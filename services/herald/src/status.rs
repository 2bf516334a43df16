//! Service status and snapshot types

use std::collections::BTreeMap;
use std::fmt;

use serde::{Deserialize, Serialize};

use crate::config::TrackedService;

/// Reported state of a tracked service
#[derive(Debug, Clone, Copy, PartialEq, Eq, Hash, Serialize, Deserialize)]
#[serde(rename_all = "snake_case")]
pub enum ServiceStatus {
    Online,
    Offline,
    Maintenance,
}

impl ServiceStatus {
    /// Map an Uptime Kuma heartbeat code; anything unrecognised is offline
    pub fn from_heartbeat_code(code: i64) -> Self {
        match code {
            1 => ServiceStatus::Online,
            2 => ServiceStatus::Maintenance,
            _ => ServiceStatus::Offline,
        }
    }

    /// Single-glyph indicator used in the presence line
    pub fn indicator(&self) -> &'static str {
        match self {
            ServiceStatus::Online => "✅",
            ServiceStatus::Offline => "❌",
            ServiceStatus::Maintenance => "🔧",
        }
    }

    /// Indicator plus label, as shown on the dashboard
    pub fn label(&self) -> String {
        format!("{} {}", self.indicator(), self)
    }
}

impl fmt::Display for ServiceStatus {
    fn fmt(&self, f: &mut fmt::Formatter<'_>) -> fmt::Result {
        match self {
            ServiceStatus::Online => write!(f, "Online"),
            ServiceStatus::Offline => write!(f, "Offline"),
            ServiceStatus::Maintenance => write!(f, "Maintenance"),
        }
    }
}

/// Complete status of every tracked service, keyed by service id.
///
/// A snapshot is never edited in place once published; the poller builds a
/// new one each cycle and swaps it in.
#[derive(Debug, Clone, Default, PartialEq, Eq, Serialize, Deserialize)]
#[serde(transparent)]
pub struct StatusSnapshot(BTreeMap<String, ServiceStatus>);

impl StatusSnapshot {
    pub fn new(statuses: BTreeMap<String, ServiceStatus>) -> Self {
        Self(statuses)
    }

    /// Every service offline; used when nothing better is known
    pub fn all_offline(services: &[TrackedService]) -> Self {
        Self(
            services
                .iter()
                .map(|s| (s.id.clone(), ServiceStatus::Offline))
                .collect(),
        )
    }

    pub fn get(&self, service_id: &str) -> Option<ServiceStatus> {
        self.0.get(service_id).copied()
    }

    pub fn is_empty(&self) -> bool {
        self.0.is_empty()
    }

    pub fn len(&self) -> usize {
        self.0.len()
    }

    pub fn iter(&self) -> impl Iterator<Item = (&str, ServiceStatus)> {
        self.0.iter().map(|(id, status)| (id.as_str(), *status))
    }

    pub fn service_ids(&self) -> impl Iterator<Item = &str> {
        self.0.keys().map(String::as_str)
    }
}
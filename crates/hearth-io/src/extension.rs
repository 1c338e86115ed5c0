// Copyright 2025 eraflo
//
// Licensed under the Apache License, Version 2.0 (the "License");
// you may not use this file except in compliance with the License.
// You may obtain a copy of the License at
//
//     http://www.apache.org/licenses/LICENSE-2.0
//
// Unless required by applicable law or agreed to in writing, software
// distributed under the License is distributed on an "AS IS" BASIS,
// WITHOUT WARRANTIES OR CONDITIONS OF ANY KIND, either express or implied.
// See the License for the specific language governing permissions and
// limitations under the License.

//! The fixed file-extension to [`AssetType`] table and path normalization.

use hearth_core::asset::{generic_path_string, AssetType};
use std::path::{Component, Path, PathBuf};

/// Every recognized extension, lowercase and without the leading dot.
pub const EXTENSION_TABLE: &[(&str, AssetType)] = &[
    ("org", AssetType::Scene),
    ("origin", AssetType::Scene),
    ("png", AssetType::Texture),
    ("jpg", AssetType::Texture),
    ("jpeg", AssetType::Texture),
    ("ttf", AssetType::Font),
    ("otf", AssetType::Font),
    ("obj", AssetType::StaticMesh),
    ("gltf", AssetType::StaticMesh),
    ("glb", AssetType::StaticMesh),
    ("fbx", AssetType::StaticMesh),
    ("mat", AssetType::Material),
    ("ogg", AssetType::Audio),
    ("mp3", AssetType::Audio),
    ("wav", AssetType::Audio),
    ("sprite", AssetType::SpriteSheet),
];

/// Maps an extension (with or without the leading dot, any case) to its type.
///
/// Unknown extensions map to [`AssetType::None`].
pub fn asset_type_from_extension(extension: &str) -> AssetType {
    let extension = extension.trim_start_matches('.');
    EXTENSION_TABLE
        .iter()
        .find(|(ext, _)| ext.eq_ignore_ascii_case(extension))
        .map(|(_, ty)| *ty)
        .unwrap_or(AssetType::None)
}

/// Maps a path to the type its extension implies.
pub fn asset_type_from_path(path: &Path) -> AssetType {
    path.extension()
        .and_then(|ext| ext.to_str())
        .map(asset_type_from_extension)
        .unwrap_or(AssetType::None)
}

/// Rewrites `path` relative to the asset directory with `/` separators.
///
/// Paths under `asset_directory` lose that prefix and `.` components are
/// dropped. Returns `None` for paths that resolve outside the asset
/// directory: absolute paths elsewhere, `..` components, or nothing at all.
pub fn normalize_asset_path(asset_directory: &Path, path: &Path) -> Option<PathBuf> {
    let relative = path.strip_prefix(asset_directory).unwrap_or(path);
    let mut cleaned = PathBuf::new();
    for component in relative.components() {
        match component {
            Component::Normal(part) => cleaned.push(part),
            Component::CurDir => {}
            Component::ParentDir | Component::RootDir | Component::Prefix(_) => return None,
        }
    }
    if cleaned.as_os_str().is_empty() {
        return None;
    }
    Some(PathBuf::from(generic_path_string(&cleaned)))
}

#[cfg(test)]
mod tests {
    use super::*;

    #[test]
    fn test_lookup_is_case_insensitive() {
        assert_eq!(asset_type_from_extension(".PNG"), AssetType::Texture);
        assert_eq!(asset_type_from_extension("Wav"), AssetType::Audio);
        assert_eq!(asset_type_from_path(Path::new("levels/one.org")), AssetType::Scene);
        assert_eq!(asset_type_from_path(Path::new("model.FBX")), AssetType::StaticMesh);
    }

    #[test]
    fn test_unknown_maps_to_none() {
        assert_eq!(asset_type_from_extension("unknownext"), AssetType::None);
        assert_eq!(asset_type_from_path(Path::new("README")), AssetType::None);
    }

    #[test]
    fn test_normalize_strips_asset_directory() {
        let root = Path::new("/projects/demo/Assets");
        assert_eq!(
            normalize_asset_path(root, Path::new("/projects/demo/Assets/textures/wall.png")),
            Some(PathBuf::from("textures/wall.png"))
        );
        assert_eq!(
            normalize_asset_path(root, Path::new("./sounds/hit.wav")),
            Some(PathBuf::from("sounds/hit.wav"))
        );
    }

    #[test]
    fn test_normalize_rejects_paths_outside_asset_directory() {
        let root = Path::new("/projects/demo/Assets");
        assert_eq!(normalize_asset_path(root, Path::new("/tmp/elsewhere/x.png")), None);
        assert_eq!(normalize_asset_path(root, Path::new("../secrets/x.png")), None);
        assert_eq!(
            normalize_asset_path(root, Path::new("/projects/demo/Assets/../x.png")),
            None
        );
        assert_eq!(normalize_asset_path(root, Path::new("/projects/demo/Assets")), None);
    }
}
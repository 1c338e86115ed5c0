// Copyright 2025 eraflo
//
// Licensed under the Apache License, Version 2.0 (the "License");
// you may not use this file except in compliance with the License.
// You may obtain a copy of the License at
//
//     http://www.apache.org/licenses/LICENSE-2.0
//
// Unless required by applicable law or agreed to in writing, software
// distributed under the License is distributed on an "AS IS" BASIS,
// WITHOUT WARRANTIES OR CONDITIONS OF ANY KIND, either express or implied.
// See the License for the specific language governing permissions and
// limitations under the License.

//! # Hearth Data
//!
//! The concrete resources an asset handle resolves to, and the
//! [`LoadedAssets`](assets::LoadedAssets) cache that keeps them resident.

#![warn(missing_docs)]

pub mod assets;

pub use assets::LoadedAssets;
// Copyright 2025 eraflo
//
// Licensed under the Apache License, Version 2.0 (the "License");
// you may not use this file except in compliance with the License.
// You may obtain a copy of the License at
//
//     http://www.apache.org/licenses/LICENSE-2.0
//
// Unless required by applicable law or agreed to in writing, software
// distributed under the License is distributed on an "AS IS" BASIS,
// WITHOUT WARRANTIES OR CONDITIONS OF ANY KIND, either express or implied.
// See the License for the specific language governing permissions and
// limitations under the License.

//! Defines the resolved 2D texture asset.

use hearth_core::asset::{Asset, AssetHandle, AssetType};

/// Pixel layout of a [`Texture2D`].
#[derive(Debug, Clone, Copy, PartialEq, Eq)]
pub enum TextureFormat {
    /// 8 bits per channel, RGBA, sRGB encoded.
    Rgba8UnormSrgb,
}

impl TextureFormat {
    /// Bytes per pixel.
    pub const fn bytes_per_pixel(self) -> usize {
        match self {
            TextureFormat::Rgba8UnormSrgb => 4,
        }
    }
}

/// A decoded 2D texture, resident on the CPU and ready for upload.
#[derive(Debug, Clone)]
pub struct Texture2D {
    handle: AssetHandle,
    /// Width in pixels.
    pub width: u32,
    /// Height in pixels.
    pub height: u32,
    /// Pixel layout of `pixels`.
    pub format: TextureFormat,
    /// Tightly packed rows, top to bottom.
    pub pixels: Vec<u8>,
}

impl Texture2D {
    /// Wraps decoded RGBA8 pixels.
    pub fn from_rgba8(handle: AssetHandle, width: u32, height: u32, pixels: Vec<u8>) -> Self {
        debug_assert_eq!(pixels.len(), width as usize * height as usize * 4);
        Self {
            handle,
            width,
            height,
            format: TextureFormat::Rgba8UnormSrgb,
            pixels,
        }
    }

    /// A single opaque white pixel, used where a texture is referenced but absent.
    pub fn white(handle: AssetHandle) -> Self {
        Self::from_rgba8(handle, 1, 1, vec![255; 4])
    }

    /// Size of the pixel buffer in bytes.
    pub fn byte_len(&self) -> usize {
        self.pixels.len()
    }
}

impl Asset for Texture2D {
    fn handle(&self) -> AssetHandle {
        self.handle
    }

    fn asset_type(&self) -> AssetType {
        AssetType::Texture
    }
}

● **ASSIGNMENT**: All lines above that contain the word "projects" are to be copied.

● **WORKED SOLUTION**:
        let root = Path::new("/projects/demo/Assets");
            normalize_asset_path(root, Path::new("/projects/demo/Assets/textures/wall.png")),
        let root = Path::new("/projects/demo/Assets");
            normalize_asset_path(root, Path::new("/projects/demo/Assets/../x.png")),
        assert_eq!(normalize_asset_path(root, Path::new("/projects/demo/Assets")), None);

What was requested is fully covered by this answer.